Se dio un baño, un baño de inmersión. En determinado momento hundió la cara en el agua y oyó un goteo… plic… plic… plic… plic… Se mantuvo sumergido hasta que necesitó respirar. Entonces vio en el techo una pequeña grieta de la que caían a un ritmo creciente gruesas gotas de un líquido oscuro y pesado que estallaba al entrar en contacto con el agua, ramificándose y tiñéndola de rojo. Sangre. ¿Alucinaba? Apretó los ojos y al abrirlos de nuevo la grieta seguía allí. Pero ahora se había agrandado, la sangre caía desde varios puntos a la vez… La miró fijo hasta que la grieta desapareció y el agua estuvo otra vez limpia. Cuando quiso salir de la bañadera notó que había perdido toda su agilidad; tuvo la sensación de haber envejecido cincuenta años en cincuenta minutos. Ponerse de pie, secarse, vestirse, eran actividades en las que debió invertir una fuerza ciclópea.

Entonces, de pronto, por fin, media hora después, no sucedió nada.

Estaba agotado y tenía fiebre. Fue hasta el aire y luz y se sentó en el suelo, con un brazo estirado sobre el vidrio. Cerró los ojos. Se durmió. El teléfono volvió a llamar… Cuando cesó, tuvo la impresión de que acababa de escapársele una idea, un recuerdo, un pensamiento, no lo supo con certeza. Pero cayó en la cuenta de que eso era algo que le sucedía con mucha frecuencia: pequeños vuelcos o inclinaciones de la mente sucediéndose unos a otros sin fin. Pasó un largo rato prestando atención a la forma en que esos pensamientos emergían y descendían, aislados, inconexos. El primer pensamiento era siempre incapaz de alcanzar al otro o de enlazarse a él: burbujas.

Algo hizo que abriera los ojos. Ya era de noche, pero no fue la noche. Había siete, ocho, quizá diez ratas a metros de la escalera, algunas pegadas a la pared, otras aventurándose un poco más allá… Quiso levantarse y no pudo: el cuerpo le pesaba como si aún durmiera.

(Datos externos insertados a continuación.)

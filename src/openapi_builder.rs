//! OpenAPI document assembly.
//!
//! [`OpenApiBuilder`] collects one operation per (path, method) pair and, on [`build`], pulls the
//! component schemas registered while the operations were assembled. [`generate`] runs the whole
//! pipeline over a [`Metadata`] set with fresh per-run state.
//!
//! [`build`]: OpenApiBuilder::build

use crate::catalog::TypeCatalog;
use crate::config::GeneratorConfig;
use crate::metadata::{HttpMethod, Metadata, RouteDescriptor};
use crate::operation_assembler::OperationAssembler;
use crate::response_inferencer::ResponseInferencer;
use crate::schema::SchemaNode;
use crate::schema_generator::SchemaGenerator;
use crate::source_scan::SourceReader;
use log::{debug, info, warn};
use serde::{Deserialize, Serialize};
use std::collections::BTreeMap;

pub const OPENAPI_VERSION: &str = "3.0.3";

const JSON_MEDIA_TYPE: &str = "application/json";

/// Builder for OpenAPI documents
pub struct OpenApiBuilder {
    info: Info,
    servers: Vec<Server>,
    paths: BTreeMap<String, PathItem>,
    inferencer: ResponseInferencer,
}

impl OpenApiBuilder {
    pub fn new() -> Self {
        Self {
            info: Info::default(),
            servers: Vec::new(),
            paths: BTreeMap::new(),
            inferencer: ResponseInferencer::new(),
        }
    }

    pub fn with_info(mut self, title: String, version: String, description: Option<String>) -> Self {
        self.info = Info {
            title,
            version,
            description,
        };
        self
    }

    pub fn with_servers(mut self, servers: Vec<Server>) -> Self {
        self.servers = servers;
        self
    }

    /// Extra responses added to every operation that does not already have the code
    pub fn with_default_responses(mut self, default_responses: BTreeMap<u16, String>) -> Self {
        self.inferencer = self.inferencer.with_default_responses(default_responses);
        self
    }

    /// Add the operations of one route and return how many were added.
    ///
    /// Closure routes are skipped, and so is `HEAD` when the route also declares `GET`. When a
    /// path already has an operation for a method, the first one is kept.
    pub fn add_route(&mut self, route: &RouteDescriptor, schema_gen: &mut SchemaGenerator) -> usize {
        let (Some(controller), Some(action)) = (&route.controller, &route.action) else {
            debug!("Skipping closure route {}", route.uri);
            return 0;
        };

        let path = normalize_uri(&route.uri);
        let assembler = OperationAssembler::new(&self.inferencer);
        let mut added = 0;

        let has_get = route.methods.contains(&HttpMethod::Get);

        for &method in &route.methods {
            if method == HttpMethod::Head && has_get {
                continue;
            }

            let slot = self.paths.entry(path.clone()).or_default().slot(method);
            if slot.is_some() {
                warn!(
                    "Duplicate operation {} {}, keeping the first (ignoring {}::{})",
                    method.as_str(),
                    path,
                    controller,
                    action
                );
                continue;
            }

            *slot = Some(assembler.assemble(controller, action, method, &path, schema_gen));
            added += 1;
        }

        added
    }

    /// Finish the document with every schema registered in `schema_gen`
    pub fn build(self, schema_gen: SchemaGenerator) -> OpenApiDocument {
        OpenApiDocument {
            openapi: OPENAPI_VERSION.to_string(),
            info: self.info,
            servers: self.servers,
            paths: self.paths,
            components: Components {
                schemas: schema_gen.get_schemas(),
            },
        }
    }
}

impl Default for OpenApiBuilder {
    fn default() -> Self {
        Self::new()
    }
}

/// Run the whole pipeline over one metadata set.
///
/// Registry, catalog and source cache are created here, so consecutive calls never share
/// component names.
pub fn generate(metadata: &Metadata, config: &GeneratorConfig) -> OpenApiDocument {
    let catalog = TypeCatalog::from_parts(metadata.types.clone(), metadata.controllers.clone());
    let mut schema_gen = SchemaGenerator::new(catalog, SourceReader::new(config.source_root.clone()));

    let mut builder = OpenApiBuilder::new()
        .with_info(
            config.info.title.clone(),
            config.info.version.clone(),
            config.info.description.clone(),
        )
        .with_servers(config.servers.clone())
        .with_default_responses(config.default_response_codes());

    let mut operations = 0;
    for route in metadata.routes.iter().filter(|r| config.routes.matches(r)) {
        operations += builder.add_route(route, &mut schema_gen);
    }

    let document = builder.build(schema_gen);
    info!(
        "Generated {} operations across {} paths with {} schemas",
        operations,
        document.paths.len(),
        document.components.schemas.len()
    );
    document
}

/// Route URI in OpenAPI form: leading `/` and `{name?}` written as `{name}`
pub fn normalize_uri(uri: &str) -> String {
    let segments: Vec<String> = uri
        .split('/')
        .filter(|s| !s.is_empty())
        .map(|segment| match segment.strip_suffix("?}") {
            Some(head) if segment.starts_with('{') => format!("{}}}", head),
            _ => segment.to_string(),
        })
        .collect();
    format!("/{}", segments.join("/"))
}

/// Single JSON media type entry
pub fn json_content(schema: SchemaNode) -> BTreeMap<String, MediaType> {
    let mut content = BTreeMap::new();
    content.insert(JSON_MEDIA_TYPE.to_string(), MediaType { schema });
    content
}

/// Complete OpenAPI 3.0 document
#[derive(Debug, Clone, Serialize)]
pub struct OpenApiDocument {
    pub openapi: String,
    pub info: Info,
    #[serde(skip_serializing_if = "Vec::is_empty")]
    pub servers: Vec<Server>,
    pub paths: BTreeMap<String, PathItem>,
    pub components: Components,
}

impl OpenApiDocument {
    pub fn operation_count(&self) -> usize {
        self.paths.values().map(PathItem::operation_count).sum()
    }

    pub fn operation(&self, path: &str, method: HttpMethod) -> Option<&Operation> {
        self.paths.get(path)?.get_operation(method)
    }
}

#[derive(Debug, Clone, PartialEq, Serialize, Deserialize)]
pub struct Info {
    pub title: String,
    pub version: String,
    #[serde(default, skip_serializing_if = "Option::is_none")]
    pub description: Option<String>,
}

impl Default for Info {
    fn default() -> Self {
        Self {
            title: "API Documentation".to_string(),
            version: "1.0.0".to_string(),
            description: Some("Generated from route and type metadata".to_string()),
        }
    }
}

#[derive(Debug, Clone, PartialEq, Serialize, Deserialize)]
pub struct Server {
    pub url: String,
    #[serde(default, skip_serializing_if = "Option::is_none")]
    pub description: Option<String>,
}

/// Operations available on one path
#[derive(Debug, Clone, Default, Serialize)]
pub struct PathItem {
    #[serde(skip_serializing_if = "Option::is_none")]
    pub get: Option<Operation>,
    #[serde(skip_serializing_if = "Option::is_none")]
    pub post: Option<Operation>,
    #[serde(skip_serializing_if = "Option::is_none")]
    pub put: Option<Operation>,
    #[serde(skip_serializing_if = "Option::is_none")]
    pub patch: Option<Operation>,
    #[serde(skip_serializing_if = "Option::is_none")]
    pub delete: Option<Operation>,
    #[serde(skip_serializing_if = "Option::is_none")]
    pub options: Option<Operation>,
    #[serde(skip_serializing_if = "Option::is_none")]
    pub head: Option<Operation>,
}

impl PathItem {
    fn slot(&mut self, method: HttpMethod) -> &mut Option<Operation> {
        match method {
            HttpMethod::Get => &mut self.get,
            HttpMethod::Post => &mut self.post,
            HttpMethod::Put => &mut self.put,
            HttpMethod::Patch => &mut self.patch,
            HttpMethod::Delete => &mut self.delete,
            HttpMethod::Options => &mut self.options,
            HttpMethod::Head => &mut self.head,
        }
    }

    pub fn get_operation(&self, method: HttpMethod) -> Option<&Operation> {
        match method {
            HttpMethod::Get => self.get.as_ref(),
            HttpMethod::Post => self.post.as_ref(),
            HttpMethod::Put => self.put.as_ref(),
            HttpMethod::Patch => self.patch.as_ref(),
            HttpMethod::Delete => self.delete.as_ref(),
            HttpMethod::Options => self.options.as_ref(),
            HttpMethod::Head => self.head.as_ref(),
        }
    }

    pub fn operation_count(&self) -> usize {
        [
            &self.get,
            &self.post,
            &self.put,
            &self.patch,
            &self.delete,
            &self.options,
            &self.head,
        ]
        .iter()
        .filter(|op| op.is_some())
        .count()
    }
}

#[derive(Debug, Clone, Serialize)]
pub struct Operation {
    #[serde(skip_serializing_if = "Vec::is_empty")]
    pub tags: Vec<String>,
    #[serde(skip_serializing_if = "Option::is_none")]
    pub summary: Option<String>,
    #[serde(skip_serializing_if = "Option::is_none")]
    pub description: Option<String>,
    #[serde(rename = "operationId", skip_serializing_if = "Option::is_none")]
    pub operation_id: Option<String>,
    #[serde(skip_serializing_if = "Vec::is_empty")]
    pub parameters: Vec<Parameter>,
    #[serde(rename = "requestBody", skip_serializing_if = "Option::is_none")]
    pub request_body: Option<RequestBody>,
    pub responses: BTreeMap<String, Response>,
    #[serde(skip_serializing_if = "std::ops::Not::not")]
    pub deprecated: bool,
}

#[derive(Debug, Clone, Serialize)]
pub struct Parameter {
    pub name: String,
    #[serde(rename = "in")]
    pub location: String,
    pub required: bool,
    pub schema: SchemaNode,
    #[serde(skip_serializing_if = "Option::is_none")]
    pub description: Option<String>,
}

impl Parameter {
    /// Path parameters are always required
    pub fn path(name: String, schema: SchemaNode) -> Self {
        Self {
            name,
            location: "path".to_string(),
            required: true,
            schema,
            description: None,
        }
    }

    pub fn query(name: String, required: bool, schema: SchemaNode) -> Self {
        Self {
            name,
            location: "query".to_string(),
            required,
            schema,
            description: None,
        }
    }
}

#[derive(Debug, Clone, Serialize)]
pub struct RequestBody {
    #[serde(skip_serializing_if = "Option::is_none")]
    pub description: Option<String>,
    pub required: bool,
    pub content: BTreeMap<String, MediaType>,
}

#[derive(Debug, Clone, Serialize)]
pub struct MediaType {
    pub schema: SchemaNode,
}

#[derive(Debug, Clone, Serialize)]
pub struct Response {
    pub description: String,
    #[serde(skip_serializing_if = "Option::is_none")]
    pub content: Option<BTreeMap<String, MediaType>>,
}

#[derive(Debug, Clone, Default, Serialize)]
pub struct Components {
    pub schemas: BTreeMap<String, SchemaNode>,
}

Resbaló. Las ratas apenas si se movieron. Sólo cuando golpeó el vidrio con la palma de una mano desaparecieron como por arte de magia. Finalmente consiguió ponerse de pie. Fue hasta su cuarto, entró, cerró la puerta, se tiró en la cama y, a pesar de que tenía la garganta cerrada y el cuerpo lleno de calambres, se volvió a dormir.